//! Device session: the command side of the telescope link.
//!
//! A [`DeviceSession`] owns the [`Transport`], the [`CommandCodec`] and the
//! background [`EventListener`]. Commands are fire-and-forget; the only
//! blocking operation is [`DeviceSession::wait_for_completion`], which
//! polls the shared [`OperationCell`] and sends a heartbeat every few polls
//! until the listener reports a terminal goto state.
//!
//! # Operation state machine
//!
//! ```text
//! idle|complete|fail --goto_target/start_stack--> working
//! working --AutoGoto complete|fail (listener)--> complete|fail
//! ```
//!
//! # Example
//!
//! ```no_run
//! use skyrun::config::SessionConfig;
//! use skyrun::model::OperationState;
//! use skyrun::session::{DeviceSession, WaitOptions};
//!
//! # fn example() -> skyrun::ScopeResult<()> {
//! let session = DeviceSession::connect(SessionConfig::for_address("192.168.1.40", 4700))?;
//! session.goto_target(202.47, 47.2, "M51", 10.0, 60.0)?;
//! if session.wait_for_completion(&WaitOptions::default())? == OperationState::Complete {
//!     session.start_stack()?;
//!     session.stack_for(std::time::Duration::from_secs(600))?;
//!     session.stop_stack()?;
//! }
//! session.close();
//! # Ok(())
//! # }
//! ```

pub mod operation;

use crate::codec::CommandCodec;
use crate::config::SessionConfig;
use crate::error::{ScopeError, ScopeResult};
use crate::listener::{EventListener, ListenerOptions};
use crate::model::{methods, OperationState, TargetRequest};
use crate::transport::{Connector, TcpConnector, Transport};
use operation::{OperationCell, ResponseBoard};
use serde_json::{json, Value};
use std::sync::Arc;
use std::thread;
use std::time::{Duration, Instant};
use tracing::{debug, info, warn};

/// How long `current_pointing` waits for the device's answer.
const POINTING_QUERY_TIMEOUT: Duration = Duration::from_secs(10);

/// Polling parameters of [`DeviceSession::wait_for_completion`].
#[derive(Clone, Debug, PartialEq, Eq)]
pub struct WaitOptions {
    pub poll_interval: Duration,
    /// Heartbeat every N polls.
    pub heartbeat_every: u32,
    /// Watchdog; `None` waits until the device reports a terminal state.
    pub timeout: Option<Duration>,
}

impl Default for WaitOptions {
    fn default() -> Self {
        Self {
            poll_interval: Duration::from_secs(1),
            heartbeat_every: 5,
            timeout: None,
        }
    }
}

impl WaitOptions {
    pub fn from_config(config: &SessionConfig) -> Self {
        Self {
            poll_interval: config.poll_interval(),
            heartbeat_every: config.heartbeat_every.max(1),
            timeout: config.completion_timeout(),
        }
    }
}

/// Live session with one device.
pub struct DeviceSession {
    config: SessionConfig,
    transport: Arc<Transport>,
    codec: CommandCodec,
    operation: Arc<OperationCell>,
    responses: Arc<ResponseBoard>,
    listener: Option<EventListener>,
}

impl DeviceSession {
    /// Connect over TCP to `config.host:config.port`.
    pub fn connect(config: SessionConfig) -> ScopeResult<Self> {
        let connector = Arc::new(TcpConnector::from_config(&config));
        Self::connect_with(config, connector)
    }

    /// Connect through an arbitrary [`Connector`], start the listener and
    /// apply the stacking settings.
    pub fn connect_with(config: SessionConfig, connector: Arc<dyn Connector>) -> ScopeResult<Self> {
        config.validate()?;
        let transport = Arc::new(Transport::connect(connector)?);
        let operation = Arc::new(OperationCell::new());
        let responses = Arc::new(ResponseBoard::new());
        let listener = EventListener::spawn(
            Arc::clone(&transport),
            Arc::clone(&operation),
            Arc::clone(&responses),
            ListenerOptions::from_config(&config),
        )?;
        let session = Self {
            codec: CommandCodec::new(config.command_id_base),
            config,
            transport,
            operation,
            responses,
            listener: Some(listener),
        };
        session.set_stack_settings(session.config.save_discrete_frames)?;
        Ok(session)
    }

    pub fn config(&self) -> &SessionConfig {
        &self.config
    }

    pub fn operation_state(&self) -> ScopeResult<OperationState> {
        self.operation.get()
    }

    /// Encode and send one command; returns its id.
    pub fn send_command(&self, method: &str, params: Option<Value>) -> ScopeResult<u64> {
        let command = self.codec.encode(method, params)?;
        if self.config.debug {
            let line = String::from_utf8_lossy(&command.bytes);
            debug!(id = command.id(), method, line = %line.trim_end(), "sending command");
        } else {
            debug!(id = command.id(), method, "sending command");
        }
        self.transport.send(&command.bytes)?;
        Ok(command.id())
    }

    /// Liveness probe.
    pub fn heartbeat(&self) -> ScopeResult<()> {
        self.send_command(methods::TEST_CONNECTION, None).map(|_| ())
    }

    pub fn set_stack_settings(&self, save_discrete_frame: bool) -> ScopeResult<()> {
        debug!(save_discrete_frame, "applying stack settings");
        self.send_command(
            methods::SET_STACK_SETTING,
            Some(json!({ "save_discrete_frame": save_discrete_frame })),
        )
        .map(|_| ())
    }

    /// Set sub-exposure and continuous-preview exposure. Fire-and-forget.
    pub fn configure_exposure(&self, sub_exposure_secs: f64, continuous_secs: f64) -> ScopeResult<()> {
        let params = json!({
            "exp_ms": {
                "stack_l": secs_to_ms(sub_exposure_secs),
                "continous": secs_to_ms(continuous_secs),
            }
        });
        debug!(%params, "exposure settings");
        self.send_command(methods::SET_SETTING, Some(params)).map(|_| ())
    }

    /// Configure exposure, then slew to `(ra, dec)`. Does not block.
    ///
    /// The operation state enters `working` before the slew command is
    /// sent, so a fast terminal event cannot be lost.
    pub fn goto_target(
        &self,
        ra: f64,
        dec: f64,
        name: &str,
        exposure_secs: f64,
        continuous_secs: f64,
    ) -> ScopeResult<()> {
        self.configure_exposure(exposure_secs, continuous_secs)?;
        info!(target_name = name, ra, dec, "going to target");
        self.operation.begin()?;
        self.send_command(
            methods::ISCOPE_START_VIEW,
            Some(json!({
                "mode": "star",
                "target_ra_dec": [ra, dec],
                "target_name": name,
                "lp_filter": u8::from(self.config.lp_filter),
            })),
        )
        .map(|_| ())
    }

    /// Block until the operation leaves `working`, heartbeating every
    /// `heartbeat_every` polls. Returns the terminal state.
    pub fn wait_for_completion(&self, options: &WaitOptions) -> ScopeResult<OperationState> {
        let state = self.operation.begin_if_idle()?;
        if state != OperationState::Working {
            return Ok(state);
        }

        let heartbeat_every = options.heartbeat_every.max(1);
        let started = Instant::now();
        let mut polls: u32 = 0;
        loop {
            let state = self.operation.wait_while_working(options.poll_interval)?;
            if state != OperationState::Working {
                debug!(%state, polls, "operation finished");
                return Ok(state);
            }
            polls = polls.wrapping_add(1);
            if polls % heartbeat_every == 0 {
                self.heartbeat()?;
            }
            if let Some(limit) = options.timeout {
                if started.elapsed() >= limit {
                    return Err(ScopeError::timeout(
                        "device did not finish the operation in time",
                        json!({
                            "timeout_ms": u64::try_from(limit.as_millis()).unwrap_or(u64::MAX),
                            "polls": polls,
                        }),
                    ));
                }
            }
        }
    }

    pub fn start_stack(&self) -> ScopeResult<()> {
        info!("starting to stack");
        self.operation.begin()?;
        self.send_command(methods::ISCOPE_START_STACK, Some(json!({ "restart": true })))
            .map(|_| ())
    }

    pub fn stop_stack(&self) -> ScopeResult<()> {
        info!("stopping stack");
        self.send_command(methods::ISCOPE_STOP_VIEW, Some(json!({ "stage": "Stack" })))
            .map(|_| ())
    }

    /// Keep the link alive for `duration` while the device integrates.
    pub fn stack_for(&self, duration: Duration) -> ScopeResult<()> {
        let tick = self.config.poll_interval();
        let heartbeat_every = self.config.heartbeat_every.max(1);
        let started = Instant::now();
        let mut ticks: u32 = 0;
        loop {
            let remaining = duration.saturating_sub(started.elapsed());
            if remaining.is_zero() {
                return Ok(());
            }
            thread::sleep(remaining.min(tick));
            ticks = ticks.wrapping_add(1);
            if ticks % heartbeat_every == 0 {
                self.heartbeat()?;
            }
        }
    }

    /// Ask the device where it points; returns `[ra, dec]`.
    pub fn current_pointing(&self, timeout: Duration) -> ScopeResult<[f64; 2]> {
        self.responses.clear(methods::SCOPE_GET_EQU_COORD)?;
        self.send_command(methods::SCOPE_GET_EQU_COORD, None)?;
        let frame = self
            .responses
            .wait_for(methods::SCOPE_GET_EQU_COORD, timeout)?
            .ok_or_else(|| ScopeError::timeout("no reply to scope_get_equ_coord", None))?;
        let coords = frame.result().and_then(|result| {
            let ra = result.get("ra").and_then(Value::as_f64)?;
            let dec = result.get("dec").and_then(Value::as_f64)?;
            Some([ra, dec])
        });
        coords.ok_or_else(|| {
            ScopeError::protocol(
                "scope_get_equ_coord reply lacks numeric ra/dec",
                frame.into_value(),
            )
        })
    }

    /// Power the device down. Fire-and-forget.
    pub fn shutdown(&self) -> ScopeResult<()> {
        warn!("sending shutdown to device");
        self.send_command(methods::PI_SHUTDOWN, None).map(|_| ())
    }

    /// Full per-target routine: goto, wait, settle, stack for the total
    /// time, stop. A negative RA means "stay at the current pointing".
    pub fn observe_target(&self, request: &TargetRequest) -> ScopeResult<()> {
        let request = if request.ra() < 0.0 {
            let coords = self.current_pointing(POINTING_QUERY_TIMEOUT)?;
            info!(ra = coords[0], dec = coords[1], "using current pointing");
            request.clone().with_coords(coords)
        } else {
            request.clone()
        };
        info!(
            target_name = request.name(),
            ra = request.ra(),
            dec = request.dec(),
            exposure_secs = request.exposure_secs(),
            total_secs = request.total_secs(),
            "observing target"
        );

        self.goto_target(
            request.ra(),
            request.dec(),
            request.name(),
            request.exposure_secs(),
            self.config.continuous_exposure_secs,
        )?;
        let outcome = self.wait_for_completion(&WaitOptions::from_config(&self.config))?;
        info!(target_name = request.name(), %outcome, "goto operation finished");

        if outcome != OperationState::Complete {
            return Err(ScopeError::device_failure(
                format!("goto to {} failed", request.name()),
                json!({ "target": request.name(), "state": outcome }),
            ));
        }

        thread::sleep(self.config.settle_delay());
        self.start_stack()?;
        let total = Duration::try_from_secs_f64(request.total_secs()).unwrap_or(Duration::ZERO);
        self.stack_for(total)?;
        self.stop_stack()?;
        info!(target_name = request.name(), "stacking operation finished");
        Ok(())
    }

    /// Stop the listener (bounded join) and drop the link.
    ///
    /// Returns `false` when the listener had to be abandoned.
    pub fn close(mut self) -> bool {
        let timeout = self.config.listener_join_timeout();
        self.listener
            .take()
            .map_or(true, |listener| listener.stop(timeout))
    }
}

impl Drop for DeviceSession {
    fn drop(&mut self) {
        // Dropping the handle clears the run flag; the thread exits on its own.
        drop(self.listener.take());
    }
}

/// Seconds to whole milliseconds, as the device expects.
fn secs_to_ms(secs: f64) -> u64 {
    if !secs.is_finite() || secs <= 0.0 {
        return 0;
    }
    // Bounded above by the clamp; sign checked above.
    #[allow(clippy::cast_possible_truncation, clippy::cast_sign_loss)]
    let millis = (secs * 1000.0).round().min(9.0e15) as u64;
    millis
}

○ ○ ○ ○

What is expected: Your output should consist only of the lines from the one containing "fn secs_to_ms(secs: f64)" to the end of the records above, each retyped exactly.

Final answer:
fn secs_to_ms(secs: f64) -> u64 {
    if !secs.is_finite() || secs <= 0.0 {
        return 0;
    }
    // Bounded above by the clamp; sign checked above.
    #[allow(clippy::cast_possible_truncation, clippy::cast_sign_loss)]
    let millis = (secs * 1000.0).round().min(9.0e15) as u64;
    millis
}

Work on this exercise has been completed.